I sympathize with your position, but you can't really discuss it with materialists because they disagree with your premises, but then you disagree with theirs so it doesn't lead anywhere. Still I think that people who believe in the primacy of consciousness over matter are usually less narrow-minded. But it's hard to show someone narrow-minded that they are narrow-minded, they have to be willing to let go of their convictions, or at least to tentatively entertain different points of view without reacting strongly right from the beginning against what they don't believe in.
Let me help you a little bit here. It could be that this material world we experience is a creation of our collective subconsciousness, and so that it depends on each and everyone of us, and that it is our will that shapes it, rather than unchanging laws that don't depend on us. If you don't like materialism, nothing forces you to believe in it, only some people try to force you (for various reasons that depend on them) but you don't have to let them take over your mind.
I could just as well say that I think that people who believe in the primacy of consciousness over matter are usually more fanciful. I could do this all day. We could just keep on trading characteristics with negative connotations, but it's not productive. It just shows your prejudice.
I would hope that people aren't choosing philosophical stances based on whether they like them.
I used to be a materialist, and I see now how narrow-minded I was, so there's that. I don't know of many people who turned materialists later in life, sure there are examples of people who escaped indoctrination from organized religion and who find more peace of mind in materialism, but then these were more looking to escape certain people rather than a philosophy that doesn't see matter as primary.
Also, the ideas of 20th century physics would have been called fanciful by materialists in the centuries before, and they may be called fanciful again in the next centuries, and maybe what you call fanciful now will be seen as reasonable in the future. Looking at the history and philosophy of science can help shatter some deeply-held beliefs, and lead one to be more open-minded.

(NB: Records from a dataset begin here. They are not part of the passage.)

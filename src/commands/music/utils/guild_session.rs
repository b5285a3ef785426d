//! Per-guild playback state: the queue, the current track and the modifiers.
//!
//! Nothing here touches the network. The session actor owns one `GuildSession`
//! and drives the sink according to the transitions computed here.

use std::collections::VecDeque;

use chrono::{DateTime, Utc};
use serenity::all::{ChannelId, GuildId};

use super::music_manager::{MusicError, MusicResult};
use crate::commands::music::audio_sources::track_metadata::QueuedTrack;

pub const DEFAULT_VOLUME: f32 = 1.0;
pub const MAX_VOLUME: f32 = 2.0;
pub const MAX_VOLUME_PERCENT: i64 = 200;

#[derive(Debug, Clone, Copy, PartialEq, Eq)]
pub enum PlaybackState {
    /// No voice connection.
    Idle,
    Connecting,
    Playing,
    Paused,
    /// Connected, nothing loaded, queue empty.
    StoppedEmpty,
}

/// The track loaded into the sink.
#[derive(Debug, Clone, PartialEq)]
pub struct NowPlaying {
    pub track: QueuedTrack,
    pub started_at: DateTime<Utc>,
    /// Identifies this particular start; completions carry it back.
    pub serial: u64,
}

/// Outcome of the next-track decision.
#[derive(Debug, Clone, PartialEq, Eq)]
pub enum Advance {
    /// Loop is on: play the current track again.
    Replay(QueuedTrack),
    /// Head of the queue, already popped.
    Next(QueuedTrack),
    /// Nothing left; the session is now `StoppedEmpty`.
    Exhausted,
}

/// Read-only copy of a session handed to command handlers.
#[derive(Debug, Clone, PartialEq)]
pub struct SessionSnapshot {
    pub guild_id: GuildId,
    pub state: PlaybackState,
    pub current: Option<NowPlaying>,
    pub queue: Vec<QueuedTrack>,
    pub volume: f32,
    pub loop_enabled: bool,
    pub sticky: bool,
    pub voice_channel: Option<ChannelId>,
}

#[derive(Debug)]
pub struct GuildSession {
    guild_id: GuildId,
    queue: VecDeque<QueuedTrack>,
    current: Option<NowPlaying>,
    volume: f32,
    loop_enabled: bool,
    sticky: bool,
    state: PlaybackState,
    voice_channel: Option<ChannelId>,
    text_channel: Option<ChannelId>,
    next_serial: u64,
}

impl GuildSession {
    pub fn new(guild_id: GuildId) -> Self {
        Self {
            guild_id,
            queue: VecDeque::new(),
            current: None,
            volume: DEFAULT_VOLUME,
            loop_enabled: false,
            sticky: false,
            state: PlaybackState::Idle,
            voice_channel: None,
            text_channel: None,
            next_serial: 1,
        }
    }

    pub fn guild_id(&self) -> GuildId {
        self.guild_id
    }

    pub fn state(&self) -> PlaybackState {
        self.state
    }

    pub fn is_connected(&self) -> bool {
        !matches!(self.state, PlaybackState::Idle | PlaybackState::Connecting)
    }

    pub fn current(&self) -> Option<&NowPlaying> {
        self.current.as_ref()
    }

    pub fn queue(&self) -> impl ExactSizeIterator<Item = &QueuedTrack> {
        self.queue.iter()
    }

    pub fn queue_len(&self) -> usize {
        self.queue.len()
    }

    pub fn volume(&self) -> f32 {
        self.volume
    }

    pub fn loop_enabled(&self) -> bool {
        self.loop_enabled
    }

    pub fn sticky(&self) -> bool {
        self.sticky
    }

    pub fn voice_channel(&self) -> Option<ChannelId> {
        self.voice_channel
    }

    pub fn text_channel(&self) -> Option<ChannelId> {
        self.text_channel
    }

    pub fn set_text_channel(&mut self, channel_id: ChannelId) {
        self.text_channel = Some(channel_id);
    }

    pub fn begin_connecting(&mut self) {
        self.state = PlaybackState::Connecting;
    }

    /// A fresh connection attempt failed for good.
    pub fn connect_failed(&mut self) {
        self.state = PlaybackState::Idle;
        self.voice_channel = None;
    }

    /// Voice is up in `channel_id`. The caller advances if the queue has work.
    pub fn connected(&mut self, channel_id: ChannelId) {
        self.voice_channel = Some(channel_id);
        if matches!(self.state, PlaybackState::Idle | PlaybackState::Connecting) {
            self.state = PlaybackState::StoppedEmpty;
        }
    }

    /// Appends to the queue and returns the 1-based position.
    pub fn enqueue(&mut self, track: QueuedTrack) -> usize {
        self.queue.push_back(track);
        self.queue.len()
    }

    /// Decides what plays next.
    ///
    /// `allow_replay` is false when the current track just failed to start, so a
    /// broken source under loop falls through to the queue instead of spinning.
    pub fn next_step(&mut self, allow_replay: bool) -> Advance {
        if allow_replay && self.loop_enabled {
            if let Some(now) = &self.current {
                return Advance::Replay(now.track.clone());
            }
        }

        match self.queue.pop_front() {
            Some(track) => Advance::Next(track),
            None => {
                self.current = None;
                if self.is_connected() {
                    self.state = PlaybackState::StoppedEmpty;
                }
                Advance::Exhausted
            }
        }
    }

    /// Marks `track` as loaded into the sink and returns its serial.
    pub fn begin(&mut self, track: QueuedTrack) -> u64 {
        let serial = self.next_serial;
        self.next_serial += 1;
        self.current = Some(NowPlaying {
            track,
            started_at: Utc::now(),
            serial,
        });
        self.state = PlaybackState::Playing;
        serial
    }

    /// The sink refused to start the current track.
    pub fn abandon_current(&mut self) {
        self.current = None;
    }

    /// Whether a completion for `serial` refers to the loaded track.
    pub fn is_current(&self, serial: u64) -> bool {
        self.current.as_ref().is_some_and(|now| now.serial == serial)
    }

    pub fn pause(&mut self) -> MusicResult<()> {
        match self.state {
            PlaybackState::Playing => {
                self.state = PlaybackState::Paused;
                Ok(())
            }
            _ => Err(MusicError::NothingPlaying),
        }
    }

    pub fn resume(&mut self) -> MusicResult<()> {
        match self.state {
            PlaybackState::Paused => {
                self.state = PlaybackState::Playing;
                Ok(())
            }
            _ => Err(MusicError::NotPaused),
        }
    }

    pub fn can_skip(&self) -> MusicResult<()> {
        match self.state {
            PlaybackState::Playing | PlaybackState::Paused => Ok(()),
            _ => Err(MusicError::NothingPlaying),
        }
    }

    /// Converts a 0-200 percentage into a gain, rejecting anything else.
    pub fn percent_to_volume(percent: i64) -> MusicResult<f32> {
        if !(0..=MAX_VOLUME_PERCENT).contains(&percent) {
            return Err(MusicError::VolumeOutOfRange(percent));
        }
        Ok((percent as f32 / 100.0).clamp(0.0, MAX_VOLUME))
    }

    pub fn set_volume(&mut self, percent: i64) -> MusicResult<f32> {
        let volume = Self::percent_to_volume(percent)?;
        self.volume = volume;
        Ok(volume)
    }

    pub fn toggle_loop(&mut self) -> bool {
        self.loop_enabled = !self.loop_enabled;
        self.loop_enabled
    }

    pub fn toggle_sticky(&mut self) -> bool {
        self.sticky = !self.sticky;
        self.sticky
    }

    /// Drops every queued track, returning how many there were.
    pub fn clear_queue(&mut self) -> usize {
        let removed = self.queue.len();
        self.queue.clear();
        removed
    }

    /// Back to a fresh, disconnected session. Serials keep counting so that
    /// completions from the torn-down sink can never match a later track.
    pub fn reset(&mut self) {
        let next_serial = self.next_serial;
        *self = Self::new(self.guild_id);
        self.next_serial = next_serial;
    }

    /// Whether the inactivity watchdog should be running, ignoring listeners.
    pub fn is_idle(&self) -> bool {
        !self.sticky
            && self.queue.is_empty()
            && matches!(
                self.state,
                PlaybackState::StoppedEmpty | PlaybackState::Paused
            )
    }

    pub fn snapshot(&self) -> SessionSnapshot {
        SessionSnapshot {
            guild_id: self.guild_id,
            state: self.state,
            current: self.current.clone(),
            queue: self.queue.iter().cloned().collect(),
            volume: self.volume,
            loop_enabled: self.loop_enabled,
            sticky: self.sticky,
            voice_channel: self.voice_channel,
        }
    }
}
//! Implements `TrackResolver` with the `yt-dlp` command-line tool.

use std::process::Command;

use serenity::async_trait;
use tracing::{debug, info, warn};
use url::Url;

use super::{AudioSource, AudioSourceResult, TrackResolver, track_metadata::QueuedTrack};
use crate::commands::music::utils::music_manager::MusicError;

/// Prefer opus, then aac, then whatever audio the site offers.
const FORMAT_SELECTOR: &str = "bestaudio[acodec=opus]/bestaudio[acodec=aac]/bestaudio/best";

/// Resolves queries by shelling out to `yt-dlp`.
#[derive(Debug, Clone)]
pub struct YtDlpResolver {
    binary: String,
}

impl Default for YtDlpResolver {
    fn default() -> Self {
        Self::new("yt-dlp")
    }
}

impl YtDlpResolver {
    pub fn new(binary: impl Into<String>) -> Self {
        Self {
            binary: binary.into(),
        }
    }

    /// Checks if the input string is a YouTube watch page or a youtu.be short link.
    pub fn is_youtube_url(query: &str) -> bool {
        match Url::parse(query) {
            Ok(url) => {
                url.host_str().is_some_and(|host| {
                    matches!(host, "www.youtube.com" | "youtube.com" | "m.youtube.com")
                }) && url.path().starts_with("/watch")
                    || url.host_str() == Some("youtu.be")
            }
            Err(_) => false,
        }
    }

    /// Links go to `yt-dlp` untouched; anything else becomes a search for the
    /// first matching video.
    pub fn search_term(query: &str) -> String {
        let query = query.trim();
        if Self::is_youtube_url(query) || AudioSource::is_url(query) {
            query.to_string()
        } else {
            format!("ytsearch:{}", query)
        }
    }

    fn run(binary: &str, term: &str) -> AudioSourceResult<Option<QueuedTrack>> {
        let output = Command::new(binary)
            .args([
                "-j",
                "--no-playlist",
                "--quiet",
                "--no-warnings",
                "--default-search",
                "auto",
                "-f",
                FORMAT_SELECTOR,
                term,
            ])
            .output()
            .map_err(|e| MusicError::ResolveError(format!("Failed to run {}: {}", binary, e)))?;

        if !output.status.success() {
            let stderr = String::from_utf8_lossy(&output.stderr);
            return Err(MusicError::ResolveError(format!(
                "{} exited with {}: {}",
                binary,
                output.status,
                stderr.trim()
            )));
        }

        QueuedTrack::from_ytdlp_output(&output.stdout)
    }
}

#[async_trait]
impl TrackResolver for YtDlpResolver {
    async fn resolve(&self, query: &str) -> AudioSourceResult<Option<QueuedTrack>> {
        if query.trim().is_empty() {
            return Ok(None);
        }

        let term = Self::search_term(query);
        info!("Resolving '{}' with {}", term, self.binary);

        let binary = self.binary.clone();
        let lookup_term = term.clone();
        let result = tokio::task::spawn_blocking(move || Self::run(&binary, &lookup_term))
            .await
            .map_err(|e| MusicError::ResolveError(format!("Resolver task failed: {}", e)))?;

        match &result {
            Ok(Some(track)) => debug!("Resolved '{}' to '{}'", term, track.title),
            Ok(None) => debug!("No results for '{}'", term),
            Err(e) => warn!("Failed to resolve '{}': {}", term, e),
        }

        result
    }
}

You took the time to write all of this when you didn't have to lol
A sample pool of just one is no basis to support such a judgement.
Quoting leo
Again, personal experience and speculation doesn't amount to much in the way of strong support.
Quoting leo
There's also a long history of science failures, like flogiston, luminiferous aether, and the geocentric model, as well as a wealth of speculative ideas which failed to even meet the principles behind the scientific method. So what you deliberately characterise negatively with the term "narrow-minded" could actually amount to rightly standing by reasonable principles instead of compromising by lowering the standard. I'm open to anything which meets an epistemic standard worth it's salt, and not otherwise, and there's nothing wrong with that, in spite of your insinuations.

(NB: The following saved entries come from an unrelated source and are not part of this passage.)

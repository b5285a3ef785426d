use assert_matches::assert_matches;
use jukebox::commands::music::utils::guild_session::PlaybackState;
use jukebox::commands::music::utils::music_manager::MusicError;
use jukebox::commands::music::utils::session_actor::{EnqueueOutcome, JoinOutcome};
use pretty_assertions::assert_eq;
use rstest::rstest;
use tokio_test::{assert_err, assert_ok};

use crate::common::fixtures::{other_voice_channel, text_channel, track, voice_channel};
use crate::common::mocks::SinkCall;
use crate::common::{Harness, harness};

fn titles(queue: &[jukebox::commands::music::audio_sources::track_metadata::QueuedTrack]) -> Vec<&str> {
    queue.iter().map(|t| t.title.as_str()).collect()
}

#[rstest]
#[tokio::test(start_paused = true)]
async fn enqueue_preserves_call_order(harness: Harness) {
    let session = harness.session();
    for (i, name) in ["a", "b", "c", "d", "e"].into_iter().enumerate() {
        let outcome = session.enqueue(track(name), None).await.unwrap();
        assert_eq!(
            outcome,
            EnqueueOutcome::Queued {
                track: track(name),
                position: i + 1
            }
        );
    }

    let snapshot = session.snapshot().await.unwrap();
    assert_eq!(titles(&snapshot.queue), vec!["a", "b", "c", "d", "e"]);
    assert_eq!(snapshot.state, PlaybackState::Idle);
}

#[rstest]
#[tokio::test(start_paused = true)]
async fn queued_tracks_play_in_order_after_join(harness: Harness) {
    let session = harness.session();
    session.enqueue(track("A"), Some(text_channel())).await.unwrap();
    session.enqueue(track("B"), Some(text_channel())).await.unwrap();

    let joined = session.join(voice_channel(), text_channel()).await.unwrap();
    assert_eq!(joined, JoinOutcome::Connected);

    let snapshot = session.snapshot().await.unwrap();
    assert_eq!(snapshot.current.map(|now| now.track.title), Some("A".to_string()));
    assert_eq!(titles(&snapshot.queue), vec!["B"]);
    assert_eq!(snapshot.state, PlaybackState::Playing);
    assert_eq!(harness.sink.played(), vec!["A"]);

    harness.sink.finish_current();
    let snapshot = session.snapshot().await.unwrap();
    assert_eq!(snapshot.current.map(|now| now.track.title), Some("B".to_string()));
    assert!(snapshot.queue.is_empty());

    harness.sink.finish_current();
    let snapshot = session.snapshot().await.unwrap();
    assert!(snapshot.current.is_none());
    assert_eq!(snapshot.state, PlaybackState::StoppedEmpty);
    assert_eq!(harness.sink.played(), vec!["A", "B"]);

    assert!(harness.announcer.any_contains("Now playing: **A**"));
    assert!(harness.announcer.any_contains("Now playing: **B**"));
    assert!(harness.announcer.any_contains("No one is listening"));
}

#[rstest]
#[tokio::test(start_paused = true)]
async fn enqueue_on_stopped_session_starts_playback(harness: Harness) {
    let session = harness.joined().await;

    let outcome = session.enqueue(track("A"), None).await.unwrap();
    assert_eq!(outcome, EnqueueOutcome::Playing(track("A")));

    let outcome = session.enqueue(track("B"), None).await.unwrap();
    assert_eq!(
        outcome,
        EnqueueOutcome::Queued {
            track: track("B"),
            position: 1
        }
    );
}

#[rstest]
#[tokio::test(start_paused = true)]
async fn stale_completions_are_ignored(harness: Harness) {
    let session = harness.joined().await;
    for name in ["A", "B", "C"] {
        session.enqueue(track(name), None).await.unwrap();
    }

    let first = harness.sink.completion(0);
    first.finished();
    first.finished();
    first.failed("late decoder error");

    let snapshot = session.snapshot().await.unwrap();
    assert_eq!(snapshot.current.map(|now| now.track.title), Some("B".to_string()));
    assert_eq!(titles(&snapshot.queue), vec!["C"]);
    assert_eq!(harness.sink.played(), vec!["A", "B"]);
}

#[rstest]
#[tokio::test(start_paused = true)]
async fn playback_failure_moves_the_queue_on(harness: Harness) {
    let session = harness.joined().await;
    session.enqueue(track("A"), None).await.unwrap();
    session.enqueue(track("B"), None).await.unwrap();

    harness.sink.fail_current("stream reset");

    let snapshot = session.snapshot().await.unwrap();
    assert_eq!(snapshot.current.map(|now| now.track.title), Some("B".to_string()));
}

#[rstest]
#[tokio::test(start_paused = true)]
async fn start_failure_is_reported_and_skipped(harness: Harness) {
    harness.sink.break_track("broken");
    let session = harness.session();
    session.enqueue(track("broken"), None).await.unwrap();
    session.enqueue(track("fine"), None).await.unwrap();

    session.join(voice_channel(), text_channel()).await.unwrap();

    let snapshot = session.snapshot().await.unwrap();
    assert_eq!(snapshot.current.map(|now| now.track.title), Some("fine".to_string()));
    assert!(harness.announcer.any_contains("error occurred while playing **broken**"));
}

#[rstest]
#[tokio::test(start_paused = true)]
async fn loop_replays_the_current_track(harness: Harness) {
    let session = harness.joined().await;
    session.enqueue(track("A"), None).await.unwrap();
    session.enqueue(track("B"), None).await.unwrap();
    assert!(session.toggle_loop().await.unwrap());

    harness.sink.finish_current();
    session.snapshot().await.unwrap();
    harness.sink.finish_current();

    let snapshot = session.snapshot().await.unwrap();
    assert_eq!(snapshot.current.map(|now| now.track.title), Some("A".to_string()));
    assert_eq!(titles(&snapshot.queue), vec!["B"]);
    assert_eq!(harness.sink.played(), vec!["A", "A", "A"]);
}

#[rstest]
#[tokio::test(start_paused = true)]
async fn looped_track_that_fails_to_restart_is_dropped(harness: Harness) {
    let session = harness.joined().await;
    session.enqueue(track("A"), None).await.unwrap();
    session.enqueue(track("B"), None).await.unwrap();
    session.toggle_loop().await.unwrap();

    harness.sink.break_track("A");
    harness.sink.finish_current();

    let snapshot = session.snapshot().await.unwrap();
    assert_eq!(snapshot.current.map(|now| now.track.title), Some("B".to_string()));
    assert!(snapshot.queue.is_empty());
}

#[rstest]
#[tokio::test(start_paused = true)]
async fn skip_stops_the_sink_and_advances(harness: Harness) {
    let session = harness.joined().await;
    assert_matches!(session.skip().await, Err(MusicError::NothingPlaying));

    session.enqueue(track("A"), None).await.unwrap();
    session.enqueue(track("B"), None).await.unwrap();

    let skipped = session.skip().await.unwrap();
    assert_eq!(skipped.title, "A");

    let snapshot = session.snapshot().await.unwrap();
    assert_eq!(snapshot.current.map(|now| now.track.title), Some("B".to_string()));
    assert!(harness.sink.calls().contains(&SinkCall::Stop));
}

#[rstest]
#[tokio::test(start_paused = true)]
async fn pause_and_resume_follow_the_state(harness: Harness) {
    let session = harness.session();
    assert_matches!(session.pause().await, Err(MusicError::NotConnected));

    let session = harness.joined().await;
    assert_matches!(session.pause().await, Err(MusicError::NothingPlaying));
    assert_matches!(session.resume().await, Err(MusicError::NotPaused));

    session.enqueue(track("A"), None).await.unwrap();
    assert_ok!(session.pause().await);
    assert_matches!(session.pause().await, Err(MusicError::NothingPlaying));
    assert_eq!(session.snapshot().await.unwrap().state, PlaybackState::Paused);

    assert_ok!(session.resume().await);
    assert_err!(session.resume().await);
    assert_eq!(session.snapshot().await.unwrap().state, PlaybackState::Playing);

    let calls = harness.sink.calls();
    assert_eq!(&calls[1..], &[SinkCall::Pause, SinkCall::Resume]);
}

#[rstest]
#[tokio::test(start_paused = true)]
async fn out_of_range_volume_changes_nothing(harness: Harness) {
    let session = harness.joined().await;
    session.enqueue(track("A"), None).await.unwrap();

    assert_eq!(session.set_volume(50).await.unwrap(), 0.5);
    assert_matches!(
        session.set_volume(250).await,
        Err(MusicError::VolumeOutOfRange(250))
    );

    let snapshot = session.snapshot().await.unwrap();
    assert_eq!(snapshot.volume, 0.5);
    assert_eq!(snapshot.state, PlaybackState::Playing);

    let volume_calls: Vec<_> = harness
        .sink
        .calls()
        .into_iter()
        .filter(|call| matches!(call, SinkCall::SetVolume(_)))
        .collect();
    assert_eq!(volume_calls, vec![SinkCall::SetVolume(0.5)]);
}

#[rstest]
#[tokio::test(start_paused = true)]
async fn volume_carries_over_to_the_next_track(harness: Harness) {
    let session = harness.joined().await;
    session.set_volume(150).await.unwrap();
    session.enqueue(track("A"), None).await.unwrap();

    assert_eq!(
        harness.sink.calls(),
        vec![SinkCall::Play {
            title: "A".to_string(),
            volume: 1.5
        }]
    );
}

#[rstest]
#[tokio::test(start_paused = true)]
async fn disconnect_resets_the_session(harness: Harness) {
    let session = harness.joined().await;
    session.enqueue(track("A"), None).await.unwrap();
    session.enqueue(track("B"), None).await.unwrap();
    session.toggle_sticky().await.unwrap();
    session.toggle_loop().await.unwrap();
    session.set_volume(30).await.unwrap();

    assert!(session.disconnect().await.unwrap());

    let snapshot = session.snapshot().await.unwrap();
    assert_eq!(snapshot.state, PlaybackState::Idle);
    assert!(snapshot.queue.is_empty());
    assert!(snapshot.current.is_none());
    assert!(!snapshot.sticky);
    assert!(!snapshot.loop_enabled);
    assert_eq!(snapshot.volume, 1.0);
    assert_eq!(harness.connector.disconnect_count(), 1);

    // Idempotent, and the session behaves as fresh afterwards
    assert!(!session.disconnect().await.unwrap());
    assert_eq!(harness.connector.disconnect_count(), 1);
    assert_eq!(
        session.enqueue(track("C"), None).await.unwrap(),
        EnqueueOutcome::Queued {
            track: track("C"),
            position: 1
        }
    );
}

#[rstest]
#[tokio::test(start_paused = true)]
async fn external_disconnect_resets_without_leaving(harness: Harness) {
    let session = harness.joined().await;
    session.enqueue(track("A"), None).await.unwrap();

    harness.connector.set_connected(false);
    session.connection_lost();

    let snapshot = session.snapshot().await.unwrap();
    assert_eq!(snapshot.state, PlaybackState::Idle);
    assert!(snapshot.current.is_none());
    assert_eq!(harness.connector.disconnect_count(), 0);
}

#[rstest]
#[tokio::test(start_paused = true)]
async fn voice_loss_for_a_replaced_connection_is_ignored(harness: Harness) {
    let session = harness.joined().await;
    session.disconnect().await.unwrap();
    session.join(voice_channel(), text_channel()).await.unwrap();
    session.enqueue(track("A"), None).await.unwrap();

    // Gateway update from the earlier leave lands after the rejoin
    session.connection_lost();

    let snapshot = session.snapshot().await.unwrap();
    assert_eq!(snapshot.state, PlaybackState::Playing);
    assert_eq!(snapshot.current.map(|now| now.track.title), Some("A".to_string()));
}

#[rstest]
#[tokio::test(start_paused = true)]
async fn voice_loss_while_disconnected_keeps_the_queue(harness: Harness) {
    let session = harness.session();
    session.enqueue(track("A"), None).await.unwrap();

    session.connection_lost();

    let snapshot = session.snapshot().await.unwrap();
    assert_eq!(titles(&snapshot.queue), vec!["A"]);
}

#[rstest]
#[tokio::test(start_paused = true)]
async fn disconnect_leaves_a_connection_the_session_never_owned(harness: Harness) {
    harness.connector.set_connected(true);
    let session = harness.session();

    assert!(session.disconnect().await.unwrap());
    assert_eq!(harness.connector.disconnect_count(), 1);

    assert!(!session.disconnect().await.unwrap());
    assert_eq!(harness.connector.disconnect_count(), 1);
}

#[rstest]
#[tokio::test(start_paused = true)]
async fn join_moves_between_channels(harness: Harness) {
    let session = harness.joined().await;

    assert_eq!(
        session.join(voice_channel(), text_channel()).await.unwrap(),
        JoinOutcome::AlreadyConnected
    );
    assert_eq!(
        session.join(other_voice_channel(), text_channel()).await.unwrap(),
        JoinOutcome::Moved
    );

    let snapshot = session.snapshot().await.unwrap();
    assert_eq!(snapshot.voice_channel, Some(other_voice_channel()));
    assert_eq!(harness.connector.connect_count(), 1);
}

#[rstest]
#[tokio::test(start_paused = true)]
async fn cleanqueue_keeps_the_current_track(harness: Harness) {
    let session = harness.joined().await;
    for name in ["A", "B", "C"] {
        session.enqueue(track(name), None).await.unwrap();
    }

    assert_eq!(session.clear_queue().await.unwrap(), 2);

    let snapshot = session.snapshot().await.unwrap();
    assert!(snapshot.queue.is_empty());
    assert_eq!(snapshot.current.map(|now| now.track.title), Some("A".to_string()));
}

It's not even clear to me what open or closed-minded would amount to in a context like this.
I happen to think that's precisely why they choose them. For instance there's something about physicalism that suits you that you don't find in other philosophies. What is it exactly I don't know, that depends on you. You might say it's truth, but you can't prove physicalism is true, so it's something else.
Sometimes it's simply indoctrination, we grow up being taught a physicalist world view and then that's all we can see, when the fear of authority is deeply ingrained we try to rationalize anything that goes against the authority. It can also be the idea that we can find the laws that govern the world, and we find safety in the idea that we know these laws. Or the idea that by knowing these laws we can become the masters of the world. Focusing on the physical has brought cars and the TV and the computer and people enjoy that, so when people focus on what matters to them in their daily life I suppose they're more likely to pick the philosophy that they see as responsible for having brought these things, even though these technologies could also have been created without adhering to physicalism.

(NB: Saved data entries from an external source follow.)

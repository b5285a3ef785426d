use std::time::Duration;

use assert_matches::assert_matches;
use jukebox::commands::music::utils::guild_session::PlaybackState;
use jukebox::commands::music::utils::music_manager::MusicError;
use jukebox::commands::music::utils::session_actor::{EnqueueOutcome, JoinOutcome};
use pretty_assertions::assert_eq;
use rstest::rstest;

use crate::common::fixtures::{guild, other_guild, other_voice_channel, text_channel, track, voice_channel};
use crate::common::{Harness, harness, wait};

#[rstest]
#[tokio::test(start_paused = true)]
async fn crashed_session_is_replaced_and_isolated(harness: Harness) {
    harness.sink.panic_on("boom");

    let neighbour = harness.registry.session(other_guild());
    neighbour
        .join(other_voice_channel(), text_channel())
        .await
        .unwrap();
    neighbour.enqueue(track("A"), None).await.unwrap();

    let crashed = harness.joined().await;
    assert_matches!(
        crashed.enqueue(track("boom"), None).await,
        Err(MusicError::SessionClosed)
    );

    wait(Duration::from_secs(1)).await;
    assert!(crashed.is_closed());
    // The crashed session's voice connection is released
    assert_eq!(harness.connector.disconnect_count(), 1);

    let snapshot = neighbour.snapshot().await.unwrap();
    assert_eq!(snapshot.state, PlaybackState::Playing);
    assert_eq!(snapshot.current.map(|now| now.track.title), Some("A".to_string()));

    let fresh = harness.session();
    assert!(!fresh.is_closed());
    let snapshot = fresh.snapshot().await.unwrap();
    assert_eq!(snapshot.state, PlaybackState::Idle);
    assert!(snapshot.queue.is_empty());

    assert_eq!(
        fresh.join(voice_channel(), text_channel()).await.unwrap(),
        JoinOutcome::Connected
    );
    assert_eq!(
        fresh.enqueue(track("C"), None).await.unwrap(),
        EnqueueOutcome::Playing(track("C"))
    );
    assert!(fresh.disconnect().await.unwrap());
    assert_eq!(harness.connector.disconnect_count(), 2);
}

#[rstest]
#[tokio::test(start_paused = true)]
async fn handles_from_before_a_crash_report_closed(harness: Harness) {
    harness.sink.panic_on("boom");
    let crashed = harness.joined().await;
    let _ = crashed.enqueue(track("boom"), None).await;

    assert_matches!(crashed.snapshot().await, Err(MusicError::SessionClosed));
    assert!(harness.registry.existing(guild()).is_none());
}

I'm not the only one to have claimed that, I do have first-hand experience however. You can use my personal report as a starting point to conduct further inquiry and see whether there is a statistically significant percentage of former materialists who call their former self as narrow-minded, or you can simply dismiss it because you don't like the idea or because you don't care.
Quoting S
I don't see how that addresses what I said, those "science failures" you mention were widely accepted as facts, as truth in their time, whereas someone who would have discussed ideas of 20th century physics back then would have been seen as fanciful or as a crank. And these "science failures" adhered to the "scientific method" just fine back then.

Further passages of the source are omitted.